You have probably heard of albino deer and its kin the piebald (brown deer splotched with white, much like a pinto pony). Biologists seem to agree that less than 2% of all whitetails born will exhibit those white traits.
Black, or melanistic, deer are even less common, the rarest of the rare. The first one recognized by a scientist was in 1929. Of the tens of millions of whitetails that have been shot by hunters in the modern era, only a handful of black deer have been documented.
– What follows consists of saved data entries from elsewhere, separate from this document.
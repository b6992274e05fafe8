//! Tree reconstruction over fill-down row keys

use super::TreeError;
use super::row_key::{RowKey, extract_row_keys, fill_down};
use crate::models::Table;
use serde::Serialize;

/// Parsed position of one table row within the hierarchy.
#[derive(Debug, Clone, PartialEq, Serialize)]
pub struct RowInfo {
    /// Nesting depth; 0 is top level
    pub level: usize,
    /// Index of the nearest preceding row exactly one level up
    pub parent: Option<usize>,
    /// The row's fill-down-expanded key
    pub key: RowKey,
}

/// Reconstructs the parent/child forest encoded by a table's hierarchy
/// columns.
///
/// A row's level is the number of key values it carries after fill-down:
/// top-level rows leave every key cell empty, a depth-1 row carries one,
/// and so on. Each deep row nests below the closest preceding row with one
/// key value fewer. Several top-level rows can coexist; each opens an
/// independent root.
///
/// # Example
///
/// ```rust
/// use table_fixtures_sdk::hierarchy::TreeParser;
/// use table_fixtures_sdk::models::Table;
///
/// let table = Table::parse(
///     "| Number | Line | Line.Product |
///      | A      |      |              |
///      |        | 1    | anvil        |
///      |        | 2    | rocket       |",
/// )
/// .unwrap();
///
/// let rows = TreeParser::new(&table, vec!["Line".into()]).parse().unwrap();
/// assert_eq!(rows[0].level, 0);
/// assert_eq!(rows[1].parent, Some(0));
/// assert_eq!(rows[2].parent, Some(0));
/// ```
pub struct TreeParser<'a> {
    table: &'a Table,
    columns: Vec<String>,
}

impl<'a> TreeParser<'a> {
    /// Parser over `table` using the ordered hierarchy column names.
    pub fn new(table: &'a Table, columns: Vec<String>) -> Self {
        Self { table, columns }
    }

    /// Derive `{level, parent, key}` for every row.
    ///
    /// With no hierarchy columns every row is top level. Otherwise each
    /// row's level is its present-key count after fill-down, and each deep
    /// row's parent is the nearest preceding row at exactly one level up.
    pub fn parse(&self) -> Result<Vec<RowInfo>, TreeError> {
        let mut keys = extract_row_keys(self.table, &self.columns)?;

        fill_down(&mut keys, &self.columns)?;

        let mut rows: Vec<RowInfo> = Vec::with_capacity(keys.len());

        for (index, key) in keys.into_iter().enumerate() {
            let level = key.present_count();

            let parent = if level == 0 {
                None
            } else {
                let found = rows
                    .iter()
                    .rposition(|candidate| candidate.level == level - 1);
                match found {
                    Some(parent) => Some(parent),
                    None => return Err(TreeError::ParentNotFound { row: index, level }),
                }
            };

            rows.push(RowInfo { level, parent, key });
        }

        Ok(rows)
    }
}

/// Index of the top-level row a row descends from (itself, for level-0
/// rows).
///
/// Deep rows attach their data through the root entity; the typed key
/// tuple, not the physical ancestor instance, disambiguates which logical
/// parent group the row belongs to.
pub fn root_ancestor(rows: &[RowInfo], row: usize) -> usize {
    let mut current = row;

    while let Some(parent) = rows[current].parent {
        current = parent;
    }

    current
}
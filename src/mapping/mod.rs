//! Entity/table mapping
//!
//! The mapping side of the store seam: how an entity type maps onto its
//! backing table (name, primary keys, identity flag, property-to-column
//! pairs), plus literal INSERT generation for identity-preserving bulk
//! loads.

pub mod sql;

use serde::{Deserialize, Serialize};

pub use sql::{SqlError, bulk_insert_script, insert_statement, sql_literal};

/// How one entity type maps onto its backing table.
///
/// Computed on demand by the store from live ORM metadata; not cached and
/// never mutated by this SDK.
#[derive(Debug, Clone, PartialEq, Serialize, Deserialize)]
pub struct EntityMapping {
    /// Backing table name
    pub table_name: String,
    /// Ordered primary-key column names
    pub keys: Vec<String>,
    /// Whether the table has a store-generated identity column
    pub has_identity: bool,
    /// Ordered (property name, column name) pairs for every mapped,
    /// non-computed property
    pub properties: Vec<(String, String)>,
}

impl EntityMapping {
    /// Column backing a property, if the property is mapped.
    pub fn column_for(&self, property: &str) -> Option<&str> {
        self.properties
            .iter()
            .find(|(name, _)| name == property)
            .map(|(_, column)| column.as_str())
    }
}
Black deer have a genetic mutation that causes their bodies to produce too much of the pigment melanin, which gives the deer its dark coloration. A melanistic buck is not always solid black. There are gray to mahogany to walnut color phases, with some white on the belly and tail.
Unlike with piebald deer, which often have deformities like curved spines and partially stunted legs, none of the research conducted to date suggests that melanistic bucks have inferior bodies or antlers. They appear perfectly normal, save for their color.
The Edwards Plateau region of Texas is ground zero for melanistic deer. More black deer have been seen and harvested in the Hill Country than any other place in North America, specifically in these 8 counties: Hays, Travis, Comal, Williamson, Blanco, Guadalupe, Burnet and Caldwell. Researchers can’t say exactly why they are there.
The odd black deer has popped up in Pennsylvania, Oklahoma and a few other states in the last 20 years. The most recent sighting, a jet-black doe, was spotted and photographed last summer in Northern Michigan.